Profissionais da UBS conduziram falas educativas sobre alimentação saudável, saúde mental, uso racional de medicamentos e prevenção de doenças crônicas. A oficina também incluiu vivências com Práticas Integrativas e Complementares em Saúde (PICS), como o uso de chás medicinais e técnicas de automassagem, além de uma sessão de exercícios físicos com orientação profissional. A avaliação da atividade foi realizada com a ferramenta “Semáforo do Conhecimento”, de forma participativa.
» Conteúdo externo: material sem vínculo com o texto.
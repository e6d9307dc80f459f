//! CombineLatest: the latest value of every input, re-emitted whenever any
//! input produces.
//!
//! Both inputs are drained with unlimited demand. Combinations the downstream
//! has not asked for yet wait in the outlet, in order.

use std::sync::Arc;

use parking_lot::Mutex;

use crate::{
  demand::Demand,
  outlet::Outlet,
  publisher::Publisher,
  subscriber::{Completion, Subscriber},
  subscription::{Subscription, SubscriptionRef, Upstream},
};

#[derive(Clone)]
pub struct CombineLatest<A, B> {
  pub(crate) a: A,
  pub(crate) b: B,
}

impl<A, B> Publisher for CombineLatest<A, B>
where
  A: Publisher,
  A::Output: Clone,
  B: Publisher<Failure = A::Failure>,
  B::Output: Clone,
{
  type Output = (A::Output, B::Output);
  type Failure = A::Failure;

  fn subscribe<S>(self, subscriber: S)
  where
    S: Subscriber<(A::Output, B::Output), A::Failure>,
  {
    let node = Arc::new(CombineNode {
      outlet: Outlet::new(subscriber),
      left: Upstream::new(),
      right: Upstream::new(),
      state: Mutex::new(CombineState {
        left: None,
        right: None,
        left_done: false,
        right_done: false,
        terminated: false,
      }),
    });
    node.outlet.attach(node.clone());
    node.left.request(Demand::Unlimited);
    node.right.request(Demand::Unlimited);
    self.a.subscribe(CombineLeft(node.clone()));
    self.b.subscribe(CombineRight(node));
  }
}

struct CombineNode<L, R, E, S> {
  outlet: Outlet<(L, R), E, S>,
  left: Upstream,
  right: Upstream,
  state: Mutex<CombineState<L, R>>,
}

struct CombineState<L, R> {
  left: Option<L>,
  right: Option<R>,
  left_done: bool,
  right_done: bool,
  terminated: bool,
}

impl<L, R> CombineState<L, R>
where
  L: Clone,
  R: Clone,
{
  fn latest(&self) -> Option<(L, R)> {
    match (&self.left, &self.right) {
      (Some(left), Some(right)) => Some((left.clone(), right.clone())),
      _ => None,
    }
  }
}

impl<L, R, E, S> CombineNode<L, R, E, S>
where
  L: Clone + Send + 'static,
  R: Clone + Send + 'static,
  E: Send + 'static,
  S: Subscriber<(L, R), E>,
{
  fn finish_if_done(&self) {
    let done = {
      let mut state = self.state.lock();
      let done = state.left_done && state.right_done && !state.terminated;
      state.terminated |= done;
      done
    };
    if done {
      self.outlet.complete(Completion::Finished);
    }
  }

  fn fail(&self, err: E) {
    {
      let mut state = self.state.lock();
      if state.terminated {
        return;
      }
      state.terminated = true;
    }
    self.left.cancel();
    self.right.cancel();
    self.outlet.complete(Completion::Failed(err));
  }
}

impl<L, R, E, S> Subscription for CombineNode<L, R, E, S>
where
  L: Clone + Send + 'static,
  R: Clone + Send + 'static,
  E: Send + 'static,
  S: Subscriber<(L, R), E>,
{
  fn request(&self, demand: Demand) { self.outlet.request(demand); }

  fn cancel(&self) {
    self.outlet.cancel();
    self.left.cancel();
    self.right.cancel();
  }
}

struct CombineLeft<L, R, E, S>(Arc<CombineNode<L, R, E, S>>);

impl<L, R, E, S> Subscriber<L, E> for CombineLeft<L, R, E, S>
where
  L: Clone + Send + 'static,
  R: Clone + Send + 'static,
  E: Send + 'static,
  S: Subscriber<(L, R), E>,
{
  fn receive_subscription(&mut self, subscription: SubscriptionRef) { self.0.left.set(subscription) }

  fn receive(&mut self, input: L) -> Demand {
    let latest = {
      let mut state = self.0.state.lock();
      if state.terminated {
        return Demand::NONE;
      }
      state.left = Some(input);
      state.latest()
    };
    if let Some(latest) = latest {
      self.0.outlet.push(latest);
    }
    Demand::NONE
  }

  fn receive_completion(self, completion: Completion<E>) {
    self.0.left.release();
    match completion {
      Completion::Finished => {
        self.0.state.lock().left_done = true;
        self.0.finish_if_done();
      }
      Completion::Failed(err) => self.0.fail(err),
    }
  }
}

struct CombineRight<L, R, E, S>(Arc<CombineNode<L, R, E, S>>);

impl<L, R, E, S> Subscriber<R, E> for CombineRight<L, R, E, S>
where
  L: Clone + Send + 'static,
  R: Clone + Send + 'static,
  E: Send + 'static,
  S: Subscriber<(L, R), E>,
{
  fn receive_subscription(&mut self, subscription: SubscriptionRef) { self.0.right.set(subscription) }

  fn receive(&mut self, input: R) -> Demand {
    let latest = {
      let mut state = self.0.state.lock();
      if state.terminated {
        return Demand::NONE;
      }
      state.right = Some(input);
      state.latest()
    };
    if let Some(latest) = latest {
      self.0.outlet.push(latest);
    }
    Demand::NONE
  }

  fn receive_completion(self, completion: Completion<E>) {
    self.0.right.release();
    match completion {
      Completion::Finished => {
        self.0.state.lock().right_done = true;
        self.0.finish_if_done();
      }
      Completion::Failed(err) => self.0.fail(err),
    }
  }
}

#[cfg(test)]
mod tests {
  use crate::{prelude::*, testing::TestSubscriber};

  #[test]
  fn emits_once_every_input_has_a_value() {
    let a = PublishSubject::<i32>::new();
    let b = PublishSubject::<i32>::new();
    let (subscriber, recorder) = TestSubscriber::unlimited();
    a.clone().combine_latest(b.clone()).subscribe(subscriber);
    a.send(1);
    assert_eq!(recorder.value_count(), 0);
    b.send(10);
    assert_eq!(recorder.values(), vec![(1, 10)]);
    a.send(2);
    assert_eq!(recorder.values(), vec![(1, 10), (2, 10)]);
  }

  #[test]
  fn finishes_after_all_inputs() {
    let a = PublishSubject::<i32>::new();
    let b = PublishSubject::<i32>::new();
    let (subscriber, recorder) = TestSubscriber::unlimited();
    a.clone().combine_latest(b.clone()).subscribe(subscriber);
    a.send(1);
    b.send(2);
    a.send_completion(Completion::Finished);
    b.send(3);
    assert!(!recorder.is_completed());
    b.send_completion(Completion::Finished);
    assert_eq!(recorder.values(), vec![(1, 2), (1, 3)]);
    assert!(recorder.is_finished());
  }

  #[test]
  fn failure_wins_and_cancels() {
    let a = PublishSubject::<i32, &str>::new();
    let b = PublishSubject::<i32, &str>::new();
    let (subscriber, recorder) = TestSubscriber::unlimited();
    a.clone().combine_latest(b.clone()).subscribe(subscriber);
    a.send_completion(Completion::Finished);
    b.send_completion(Completion::Failed("boom"));
    assert_eq!(recorder.failure(), Some("boom"));

    let a = PublishSubject::<i32, &str>::new();
    let b = PublishSubject::<i32, &str>::new();
    let (subscriber, recorder) = TestSubscriber::unlimited();
    a.clone().combine_latest(b.clone()).subscribe(subscriber);
    a.send_completion(Completion::Failed("early"));
    assert_eq!(recorder.failure(), Some("early"));
    assert_eq!(b.subscriber_count(), 0);
  }

  #[test]
  fn combinations_wait_for_demand() {
    let a = PublishSubject::<i32>::new();
    let (subscriber, recorder) = TestSubscriber::new(Demand::max(1));
    a.clone().combine_latest(just('x')).subscribe(subscriber);
    a.send(1);
    a.send(2);
    assert_eq!(recorder.values(), vec![(1, 'x')]);
    recorder.request(Demand::max(1));
    assert_eq!(recorder.values(), vec![(1, 'x'), (2, 'x')]);
  }

  #[test]
  fn three_inputs_flatten() {
    let a = PublishSubject::<i32>::new();
    let b = PublishSubject::<&str>::new();
    let (subscriber, recorder) = TestSubscriber::unlimited();
    a.clone().combine_latest3(b.clone(), just(true)).subscribe(subscriber);
    a.send(1);
    b.send("one");
    a.send(2);
    assert_eq!(recorder.values(), vec![(1, "one", true), (2, "one", true)]);
  }
}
Ao final, foi servido um lanche saudável e reforçado o compromisso de continuidade da ação em parceria com o CRAS.
Dificuldade em compreender os grupos de cuidado existentes e as necessidades do território da UBS Teotônio Vilela, agravada pela precariedade estrutural da unidade, motivou a iniciativa de Cartografia Social para aperfeiçoar as ações e serviços de saúde, promovendo maior participação da comunidade e alinhamento com a realidade local.
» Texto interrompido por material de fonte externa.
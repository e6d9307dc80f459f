use std::sync::{Arc, Weak};

use parking_lot::Mutex;

use crate::{
  demand::Demand,
  outlet::Outlet,
  publisher::Publisher,
  scheduler::{Duration, Scheduler, TaskHandle},
  subscriber::{Completion, Subscriber},
  subscription::{Subscription, SubscriptionRef, Upstream},
};

/// Which value of a throttle window is emitted when the window closes.
#[derive(Debug, Clone, Copy, PartialEq, Eq, Default)]
pub enum ThrottleEdge {
  #[default]
  First,
  Latest,
}

/// At most one value per `window`.
///
/// A window opens with the first value after an idle period and lasts
/// `window`; when it closes, its first or latest value (per [`ThrottleEdge`])
/// is emitted and the others are dropped. The upstream is drained with
/// unlimited demand. On `Finished`, the value of an open window is emitted
/// before finishing.
#[derive(Clone)]
pub struct Throttle<P, Sch> {
  pub(crate) source: P,
  pub(crate) window: Duration,
  pub(crate) scheduler: Sch,
  pub(crate) edge: ThrottleEdge,
}

impl<P, Sch> Publisher for Throttle<P, Sch>
where
  P: Publisher,
  Sch: Scheduler,
{
  type Output = P::Output;
  type Failure = P::Failure;

  fn subscribe<S>(self, subscriber: S)
  where
    S: Subscriber<P::Output, P::Failure>,
  {
    let node = Arc::new(ThrottleNode {
      outlet: Outlet::new(subscriber),
      upstream: Upstream::new(),
      window: self.window,
      scheduler: self.scheduler,
      edge: self.edge,
      state: Mutex::new(ThrottleState { candidate: None, timer: None, open: false, terminated: false }),
    });
    node.outlet.attach(node.clone());
    node.upstream.request(Demand::Unlimited);
    self.source.subscribe(ThrottleSubscriber(node));
  }
}

struct ThrottleNode<T, E, S, Sch> {
  outlet: Outlet<T, E, S>,
  upstream: Upstream,
  window: Duration,
  scheduler: Sch,
  edge: ThrottleEdge,
  state: Mutex<ThrottleState<T>>,
}

struct ThrottleState<T> {
  candidate: Option<T>,
  timer: Option<TaskHandle>,
  open: bool,
  terminated: bool,
}

impl<T, E, S, Sch> ThrottleNode<T, E, S, Sch>
where
  T: Send + 'static,
  E: Send + 'static,
  S: Subscriber<T, E>,
  Sch: Scheduler,
{
  fn accept(self: &Arc<Self>, value: T) {
    {
      let mut state = self.state.lock();
      if state.terminated {
        return;
      }
      if state.open {
        if self.edge == ThrottleEdge::Latest {
          state.candidate = Some(value);
        }
        return;
      }
      state.open = true;
      state.candidate = Some(value);
    }

    let weak: Weak<Self> = Arc::downgrade(self);
    let timer = self.scheduler.schedule_after(self.window, move || {
      if let Some(node) = weak.upgrade() {
        node.close_window();
      }
    });
    let mut state = self.state.lock();
    if state.open && !timer.is_closed() {
      state.timer = Some(timer);
    }
  }

  fn close_window(&self) {
    let value = {
      let mut state = self.state.lock();
      if state.terminated {
        return;
      }
      state.open = false;
      state.timer = None;
      state.candidate.take()
    };
    if let Some(value) = value {
      self.outlet.push(value);
    }
  }

  fn stop(&self) -> Option<T> {
    let (candidate, timer) = {
      let mut state = self.state.lock();
      state.terminated = true;
      state.open = false;
      (state.candidate.take(), state.timer.take())
    };
    if let Some(timer) = timer {
      timer.cancel();
    }
    candidate
  }
}

impl<T, E, S, Sch> Subscription for ThrottleNode<T, E, S, Sch>
where
  T: Send + 'static,
  E: Send + 'static,
  S: Subscriber<T, E>,
  Sch: Scheduler,
{
  fn request(&self, demand: Demand) { self.outlet.request(demand); }

  fn cancel(&self) {
    self.outlet.cancel();
    self.upstream.cancel();
    self.stop();
  }
}

struct ThrottleSubscriber<T, E, S, Sch>(Arc<ThrottleNode<T, E, S, Sch>>);

impl<T, E, S, Sch> Subscriber<T, E> for ThrottleSubscriber<T, E, S, Sch>
where
  T: Send + 'static,
  E: Send + 'static,
  S: Subscriber<T, E>,
  Sch: Scheduler,
{
  fn receive_subscription(&mut self, subscription: SubscriptionRef) { self.0.upstream.set(subscription) }

  fn receive(&mut self, input: T) -> Demand {
    self.0.accept(input);
    Demand::NONE
  }

  fn receive_completion(self, completion: Completion<E>) {
    self.0.upstream.release();
    let candidate = self.0.stop();
    match completion {
      Completion::Finished => {
        if let Some(value) = candidate {
          self.0.outlet.push(value);
        }
        self.0.outlet.complete(Completion::Finished);
      }
      Completion::Failed(err) => self.0.outlet.complete(Completion::Failed(err)),
    }
  }
}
Nessa configuração territorial, foi possível identificar a presença de Redes Vivas, tanto nas ações de saúde promovidas pela UBS Teotônio Vilela quanto nas iniciativas autônomas da própria comunidade. Essas expressões revelam criatividade, resistência, solidariedade e a capacidade de produzir cuidado de forma coletiva e em rede. Diante desse cenário, tornou-se essencial fortalecer essas conexões e reconhecer os múltiplos sujeitos do cuidado, potencializando-o como uma prática compartilhada, transformadora e enraizada no território.
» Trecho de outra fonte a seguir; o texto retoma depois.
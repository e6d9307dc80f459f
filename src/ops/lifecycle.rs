//! Lifecycle hooks: side effects on every event of a chain.
//!
//! `handle_events` runs the callbacks of an [`EventHooks`] synchronously as
//! events pass through, without altering them. `print` is the diagnostic
//! flavour: it logs every event through `tracing`.

use std::{fmt::Debug, sync::Arc};

use crate::{
  demand::Demand,
  publisher::Publisher,
  subscriber::{Completion, Subscriber},
  subscription::{Subscription, SubscriptionRef},
};

type Hook<A> = Option<Box<dyn Fn(A) + Send + Sync>>;

/// Callbacks for [`handle_events`](crate::ops::PublisherExt::handle_events).
///
/// Every hook is optional:
///
/// ```rust
/// use rxflow::prelude::*;
///
/// let hooks = EventHooks::<i32, ()>::new()
///   .on_value(|v| assert!(*v > 0))
///   .on_completion(|c| assert!(!c.is_failure()));
/// ```
pub struct EventHooks<T, E> {
  subscription: Hook<()>,
  value: Option<Box<dyn Fn(&T) + Send + Sync>>,
  completion: Option<Box<dyn Fn(&Completion<E>) + Send + Sync>>,
  cancel: Hook<()>,
  request: Hook<Demand>,
}

impl<T, E> Default for EventHooks<T, E> {
  fn default() -> Self { Self { subscription: None, value: None, completion: None, cancel: None, request: None } }
}

impl<T, E> EventHooks<T, E> {
  pub fn new() -> Self { Self::default() }

  pub fn on_subscription(mut self, f: impl Fn() + Send + Sync + 'static) -> Self {
    self.subscription = Some(Box::new(move |()| f()));
    self
  }

  pub fn on_value(mut self, f: impl Fn(&T) + Send + Sync + 'static) -> Self {
    self.value = Some(Box::new(f));
    self
  }

  pub fn on_completion(mut self, f: impl Fn(&Completion<E>) + Send + Sync + 'static) -> Self {
    self.completion = Some(Box::new(f));
    self
  }

  pub fn on_cancel(mut self, f: impl Fn() + Send + Sync + 'static) -> Self {
    self.cancel = Some(Box::new(move |()| f()));
    self
  }

  pub fn on_request(mut self, f: impl Fn(Demand) + Send + Sync + 'static) -> Self {
    self.request = Some(Box::new(f));
    self
  }
}

// ==================== HandleEvents ====================

pub struct HandleEvents<P: Publisher> {
  pub(crate) source: P,
  pub(crate) hooks: Arc<EventHooks<P::Output, P::Failure>>,
}

impl<P: Publisher + Clone> Clone for HandleEvents<P> {
  fn clone(&self) -> Self { Self { source: self.source.clone(), hooks: self.hooks.clone() } }
}

impl<P: Publisher> Publisher for HandleEvents<P> {
  type Output = P::Output;
  type Failure = P::Failure;

  fn subscribe<S>(self, subscriber: S)
  where
    S: Subscriber<P::Output, P::Failure>,
  {
    self.source.subscribe(HandleEventsSubscriber { downstream: subscriber, hooks: self.hooks })
  }
}

pub struct HandleEventsSubscriber<S, T, E> {
  downstream: S,
  hooks: Arc<EventHooks<T, E>>,
}

impl<S, T, E> Subscriber<T, E> for HandleEventsSubscriber<S, T, E>
where
  S: Subscriber<T, E>,
  T: 'static,
  E: 'static,
{
  fn receive_subscription(&mut self, subscription: SubscriptionRef) {
    if let Some(hook) = &self.hooks.subscription {
      hook(());
    }
    let hooked = HookedSubscription { inner: subscription, hooks: self.hooks.clone() };
    self.downstream.receive_subscription(Arc::new(hooked))
  }

  fn receive(&mut self, input: T) -> Demand {
    if let Some(hook) = &self.hooks.value {
      hook(&input);
    }
    self.downstream.receive(input)
  }

  fn receive_completion(self, completion: Completion<E>) {
    if let Some(hook) = &self.hooks.completion {
      hook(&completion);
    }
    self.downstream.receive_completion(completion)
  }
}

struct HookedSubscription<T, E> {
  inner: SubscriptionRef,
  hooks: Arc<EventHooks<T, E>>,
}

impl<T: 'static, E: 'static> Subscription for HookedSubscription<T, E> {
  fn request(&self, demand: Demand) {
    if let Some(hook) = &self.hooks.request {
      hook(demand);
    }
    self.inner.request(demand)
  }

  fn cancel(&self) {
    if let Some(hook) = &self.hooks.cancel {
      hook(());
    }
    self.inner.cancel()
  }
}

// ==================== Print ====================

/// Hooks logging every event at `info` level under the `rxflow::print`
/// target.
pub(crate) fn print_hooks<T: Debug, E: Debug>(prefix: &str) -> EventHooks<T, E> {
  let prefix: Arc<str> = Arc::from(prefix);
  let (p1, p2, p3, p4, p5) = (prefix.clone(), prefix.clone(), prefix.clone(), prefix.clone(), prefix);
  EventHooks::new()
    .on_subscription(move || tracing::info!(target: "rxflow::print", prefix = %p1, "receive subscription"))
    .on_value(move |v| tracing::info!(target: "rxflow::print", prefix = %p2, value = ?v, "receive value"))
    .on_completion(move |c| tracing::info!(target: "rxflow::print", prefix = %p3, completion = ?c, "receive completion"))
    .on_request(move |d| tracing::info!(target: "rxflow::print", prefix = %p4, demand = %d, "request"))
    .on_cancel(move || tracing::info!(target: "rxflow::print", prefix = %p5, "cancel"))
}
A proposta desenvolvida resultou na realização de oficina participativa voltada à promoção da qualidade de vida, utilizando metodologias ativas e diálogo entre saberes; na criação de um grupo fixo de cuidado na UBS, com foco na prevenção das Doenças Crônicas Não Transmissíveis (DCNT) e no incentivo ao autocuidado; e na valorização das redes vivas locais, integrando saberes populares, práticas tradicionais e ações institucionais.
Esses resultados estão em consonância com Mendonça e Nunes (2014), que evidenciam em seus estudos que atividades participativas em grupos de educação em saúde para pessoas com doenças crônicas contribuem significativamente para a autonomia dos sujeitos, favorecendo a troca de experiências e o fortalecimento de vínculos entre os participantes e os profissionais de saúde.
Nesse sentido, ao promover a integração entre os pontos de cuidado mapeados, os saberes da comunidade e as práticas de saúde da equipe da ESF, a intervenção reafirma o valor dos grupos como espaços potentes de cuidado compartilhado, conforme discutido por Mendonça e Nunes (2014). A experiência demonstrou que é possível construir estratégias educativas mais eficazes, sensíveis às especificidades territoriais e comprometidas com a produção de saúde como um bem comum.
Para implementar uma prática semelhante, recomenda-se priorizar a escuta sensível de profissionais e usuários, promovendo um ambiente de confiança e valorização mútua. É fundamental mapear as Redes Vivas do território, reconhecendo saberes populares, iniciativas autônomas e práticas já existentes que contribuem para o cuidado em saúde. A construção coletiva das ações deve considerar a realidade local, a infraestrutura disponível e a possibilidade de utilizar espaços alternativos, como escolas, praças ou equipamentos sociais. A articulação intersetorial amplia as possibilidades de atuação e sustentabilidade da intervenção. Invista na formação continuada das equipes, com foco em metodologias participativas, educação popular e trabalho em rede. Por fim, é essencial planejar o monitoramento e a avaliação de forma colaborativa, garantindo o ajuste contínuo das estratégias às necessidades da comunidade.